Big Changes for EB-5 in May Visa Bulletin - EB5Investors.com

Big changes for EB-5 in May visa bulletin

EB5Investors.com Staff

By Anayat Durrani

The U.S. Department of State has posted their May 2022 Visa Bulletin and with it comes changes for EB-5. The final action dates for filing charts have been updated to adhere to provisions set in the new EB-5 legislation, mainly the establishment of two pools of visa numbers within the EB-5 category.

One pool of numbers is ‘reserved’ for certain set-aside categories and the remaining available numbers will stay ‘unreserved.’

Final action dates listed in the May bulletin are effective immediately in April. Per the bulletin, EB-5 non-Regional Center program remains current, China included. The EB-5 Regional Center is current for all countries for final action, with the exception of China, under the “unreserved” category and now has a November 22, 2015 final action date. The bulletin states, “It may become necessary to establish a China-mainland born final action date and application filing date for the C5 and T5 categories as early as June to keep number use within the maximum allowed under the FY-2022 annual limits if sufficient demand materializes.”

Joseph Barnett, partner at WR Immigration, says the May Visa Bulletin appears to confirm that the visa set aside provisions in the EB-5 legislation seem to only count for future EB-5 investors and not those that filed prior to June 30, 2021, even if investors invested in rural area or high unemployment area projects.

“I say this because if those investors were to be included, it’s unlikely DOS would have put “C” for the new rural and HUA visa categories,” says Barnett. “Of course, it’s possible that DOS changes its position with pressure from EB-5 stakeholders and Congress.”

President Biden signed the omnibus appropriations bill on March 15, reauthorizing and reforming the EB-5 Regional Center through September 30, 2027, after an almost 9 month lapse that began June 30, 2021.

Barnett says the bulletin also confirms that “the per-country limitations are included for each visa category, and that there will be limited supply before there are backlogs again, once USCIS approves the I-526s and DOS can understand the amount of demand.”

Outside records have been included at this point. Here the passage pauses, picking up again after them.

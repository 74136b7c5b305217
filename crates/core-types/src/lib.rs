//! # Ledgerline Core Types
//!
//! Layer 0 value types shared by every other crate: currency codes, amounts,
//! quotes and the time bounds the engine accepts.

pub mod enums;
pub mod error;
pub mod primitives;
pub mod quote;

// Re-export the core types to provide a clean public API.
pub use enums::{ConvertDirection, OrderStatus};
pub use error::CoreError;
pub use primitives::{
    checked_time, checked_value, max_abs_value, negligible_amount, Amount, Currency, Time,
};
pub use quote::{CurrencyPair, Quote};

He says with a normal annual limitation of 9,940 visas and about three visas per approved I-526, “that’s only around fifty I-526 petitions per country each year before demand exceeds supply.”

The Department of State has since resumed processing visa applications of approved EB-5 Regional Center petitions filed with USCIS on or before June 30, 2021.

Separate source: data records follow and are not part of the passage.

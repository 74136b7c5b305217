use crate::error::PriceError;
use crate::store::{insert_sorted, SeriesStore};
use core_types::{Currency, CurrencyPair, Quote, Time};
use rust_decimal::Decimal;
use serde::{Deserialize, Serialize};
use std::collections::{BTreeMap, BTreeSet, VecDeque};
use std::ops::Bound::{Excluded, Unbounded};

/// A conversion factor between two currencies.
///
/// For `price(from, to)`, `bid` is the amount of `to` received for selling one unit of
/// `from` and `ask` is the amount of `to` paid for buying one unit of `from`.
#[derive(Debug, Clone, Copy, PartialEq, Eq, Serialize, Deserialize)]
pub struct Price {
    pub bid: Decimal,
    pub ask: Decimal,
}

impl Price {
    pub const UNIT: Price = Price {
        bid: Decimal::ONE,
        ask: Decimal::ONE,
    };

    pub fn spread(&self) -> Decimal {
        self.ask - self.bid
    }

    pub fn mid(&self) -> Decimal {
        (self.bid + self.ask) / Decimal::TWO
    }

    /// The factor for the opposite direction: selling the other side means paying its ask.
    fn inverse(&self) -> Result<Price, PriceError> {
        let bid = Decimal::ONE
            .checked_div(self.ask)
            .ok_or_else(|| PriceError::Overflow(format!("inverse of ask {}", self.ask)))?;
        let ask = Decimal::ONE
            .checked_div(self.bid)
            .ok_or_else(|| PriceError::Overflow(format!("inverse of bid {}", self.bid)))?;
        Ok(Price { bid, ask })
    }

    /// Chains two conversions. Bids multiply with bids and asks with asks, so spreads compound.
    fn compose(&self, next: &Price) -> Result<Price, PriceError> {
        let bid = self
            .bid
            .checked_mul(next.bid)
            .ok_or_else(|| PriceError::Overflow(format!("{} x {}", self.bid, next.bid)))?;
        let ask = self
            .ask
            .checked_mul(next.ask)
            .ok_or_else(|| PriceError::Overflow(format!("{} x {}", self.ask, next.ask)))?;
        Ok(Price { bid, ask })
    }
}

enum EdgeLookup {
    Missing,
    Unquoted(CurrencyPair),
    Quoted(Price),
}

/// Currencies connected by time-indexed bid/ask quote series.
///
/// Every stored pair can be traversed in both directions. Lookups never see quotes
/// stamped after the requested time.
#[derive(Debug, Clone, Default)]
pub struct PriceGraph {
    edges: BTreeMap<CurrencyPair, Vec<Quote>>,
    adjacency: BTreeMap<Currency, BTreeSet<Currency>>,
    time_grid: BTreeSet<Time>,
}

impl PriceGraph {
    pub fn new() -> Self {
        Self::default()
    }

    /// Builds a graph holding every series of `store`.
    pub fn from_store<S: SeriesStore + ?Sized>(store: &S) -> Result<Self, PriceError> {
        let mut graph = Self::new();
        for pair in store.pairs() {
            for quote in store.quotes(&pair).unwrap_or_default() {
                graph.insert_quote(quote.clone())?;
            }
        }
        tracing::debug!(
            pairs = graph.edges.len(),
            vertices = graph.adjacency.len(),
            steps = graph.time_grid.len(),
            "Price graph loaded from series store"
        );
        Ok(graph)
    }

    /// Adds a quote. A quote at an existing timestamp for the same pair replaces it.
    pub fn insert_quote(&mut self, quote: Quote) -> Result<(), PriceError> {
        let quote = Quote::new(quote.pair, quote.time, quote.bid, quote.ask)?;
        let pair = quote.pair.clone();
        self.adjacency
            .entry(pair.base.clone())
            .or_default()
            .insert(pair.quote.clone());
        self.adjacency
            .entry(pair.quote.clone())
            .or_default()
            .insert(pair.base.clone());
        self.time_grid.insert(quote.time);
        insert_sorted(self.edges.entry(pair).or_default(), quote);
        Ok(())
    }

    pub fn contains(&self, currency: &Currency) -> bool {
        self.adjacency.contains_key(currency)
    }

    pub fn vertices(&self) -> impl Iterator<Item = &Currency> {
        self.adjacency.keys()
    }

    pub fn pairs(&self) -> impl Iterator<Item = &CurrencyPair> {
        self.edges.keys()
    }

    pub fn min_time(&self) -> Option<Time> {
        self.time_grid.first().copied()
    }

    pub fn max_time(&self) -> Option<Time> {
        self.time_grid.last().copied()
    }

    /// All distinct quote timestamps in ascending order.
    pub fn times(&self) -> impl Iterator<Item = &Time> {
        self.time_grid.iter()
    }

    /// The first quote timestamp strictly after `time`.
    pub fn next_time_after(&self, time: Time) -> Option<Time> {
        self.time_grid.range((Excluded(time), Unbounded)).next().copied()
    }

    /// The most recent quote for `pair` (stored orientation) at or before `time`.
    pub fn quote_at(&self, pair: &CurrencyPair, time: Time) -> Option<&Quote> {
        self.edges.get(pair).and_then(|series| latest(series, time))
    }

    /// Conversion factor from `from` to `to` at `time`.
    pub fn price(&self, from: &Currency, to: &Currency, time: Time) -> Result<Price, PriceError> {
        if from == to {
            return Ok(Price::UNIT);
        }
        if !self.contains(from) || !self.contains(to) {
            return Err(no_path(from, to));
        }
        let requested = CurrencyPair {
            base: from.clone(),
            quote: to.clone(),
        };
        match self.min_time() {
            Some(min_time) if time >= min_time => {}
            _ => return Err(PriceError::NoQuote { pair: requested, time }),
        }

        match self.edge_price(from, to, time)? {
            EdgeLookup::Quoted(price) => return Ok(price),
            EdgeLookup::Unquoted(pair) => return Err(PriceError::NoQuote { pair, time }),
            EdgeLookup::Missing => {}
        }

        let path = self.path(from, to, time)?;
        let mut price = Price::UNIT;
        for hop in path.windows(2) {
            match self.edge_price(&hop[0], &hop[1], time)? {
                EdgeLookup::Quoted(step) => price = price.compose(&step)?,
                EdgeLookup::Unquoted(pair) => return Err(PriceError::NoQuote { pair, time }),
                EdgeLookup::Missing => return Err(no_path(from, to)),
            }
        }
        tracing::trace!(%from, %to, hops = path.len() - 1, bid = %price.bid, ask = %price.ask, "Composed path price");
        Ok(price)
    }

    /// The shortest path (by hop count) from `from` to `to` over edges quoted at `time`.
    ///
    /// Among equally short paths the one visiting lexicographically smaller currencies
    /// first wins.
    pub fn path(&self, from: &Currency, to: &Currency, time: Time) -> Result<Vec<Currency>, PriceError> {
        if from == to {
            return Ok(vec![from.clone()]);
        }
        let quoted = |a: &Currency, b: &Currency| {
            matches!(self.edge_price(a, b, time), Ok(EdgeLookup::Quoted(_)))
        };
        if let Some(path) = self.shortest_path(from, to, quoted) {
            return Ok(path);
        }
        match self.shortest_path(from, to, |_, _| true) {
            Some(path) => {
                let pair = path
                    .windows(2)
                    .find(|hop| !quoted(&hop[0], &hop[1]))
                    .map(|hop| CurrencyPair {
                        base: hop[0].clone(),
                        quote: hop[1].clone(),
                    })
                    .unwrap_or(CurrencyPair {
                        base: from.clone(),
                        quote: to.clone(),
                    });
                Err(PriceError::NoQuote { pair, time })
            }
            None => Err(no_path(from, to)),
        }
    }

    /// Whether every currency in `currencies` can be priced in `numeraire` at `time`.
    pub fn is_connected<'a>(
        &self,
        currencies: impl IntoIterator<Item = &'a Currency>,
        numeraire: &Currency,
        time: Time,
    ) -> bool {
        currencies
            .into_iter()
            .all(|c| self.price(c, numeraire, time).is_ok())
    }

    fn edge_price(&self, from: &Currency, to: &Currency, time: Time) -> Result<EdgeLookup, PriceError> {
        let forward = CurrencyPair {
            base: from.clone(),
            quote: to.clone(),
        };
        let backward = forward.inverse();
        let forward_series = self.edges.get(&forward);
        let backward_series = self.edges.get(&backward);

        if let Some(quote) = forward_series.and_then(|s| latest(s, time)) {
            return Ok(EdgeLookup::Quoted(Price {
                bid: quote.bid,
                ask: quote.ask,
            }));
        }
        if let Some(quote) = backward_series.and_then(|s| latest(s, time)) {
            let stored = Price {
                bid: quote.bid,
                ask: quote.ask,
            };
            return Ok(EdgeLookup::Quoted(stored.inverse()?));
        }
        Ok(match (forward_series, backward_series) {
            (Some(_), _) => EdgeLookup::Unquoted(forward),
            (None, Some(_)) => EdgeLookup::Unquoted(backward),
            (None, None) => EdgeLookup::Missing,
        })
    }

    fn shortest_path<'a>(
        &'a self,
        from: &'a Currency,
        to: &'a Currency,
        usable: impl Fn(&Currency, &Currency) -> bool,
    ) -> Option<Vec<Currency>> {
        let mut parents: BTreeMap<&'a Currency, &'a Currency> = BTreeMap::new();
        let mut visited: BTreeSet<&'a Currency> = BTreeSet::from([from]);
        let mut queue: VecDeque<&'a Currency> = VecDeque::from([from]);

        while let Some(current) = queue.pop_front() {
            let Some(neighbours) = self.adjacency.get(current) else {
                continue;
            };
            for next in neighbours {
                if visited.contains(next) || !usable(current, next) {
                    continue;
                }
                visited.insert(next);
                parents.insert(next, current);
                if next == to {
                    let mut path = vec![next.clone()];
                    let mut node = next;
                    while let Some(parent) = parents.get(node) {
                        path.push((*parent).clone());
                        node = *parent;
                    }
                    path.reverse();
                    return Some(path);
                }
                queue.push_back(next);
            }
        }
        None
    }
}

fn latest(series: &[Quote], time: Time) -> Option<&Quote> {
    let idx = series.partition_point(|q| q.time <= time);
    idx.checked_sub(1).map(|i| &series[i])
}

fn no_path(from: &Currency, to: &Currency) -> PriceError {
    PriceError::NoPath {
        from: from.clone(),
        to: to.clone(),
    }
}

“The May Visa bulletin is a huge bonanza because it makes clear we can file concurrent EB-5 petitions based on pending or approved cases for all categories except certain Chinese backlogged regional center cases. It will breathe new life into the program and already we getting non-stop calls from new investors” said Bernie Wolfsdorf, former President of the American Immigration Lawyers Association.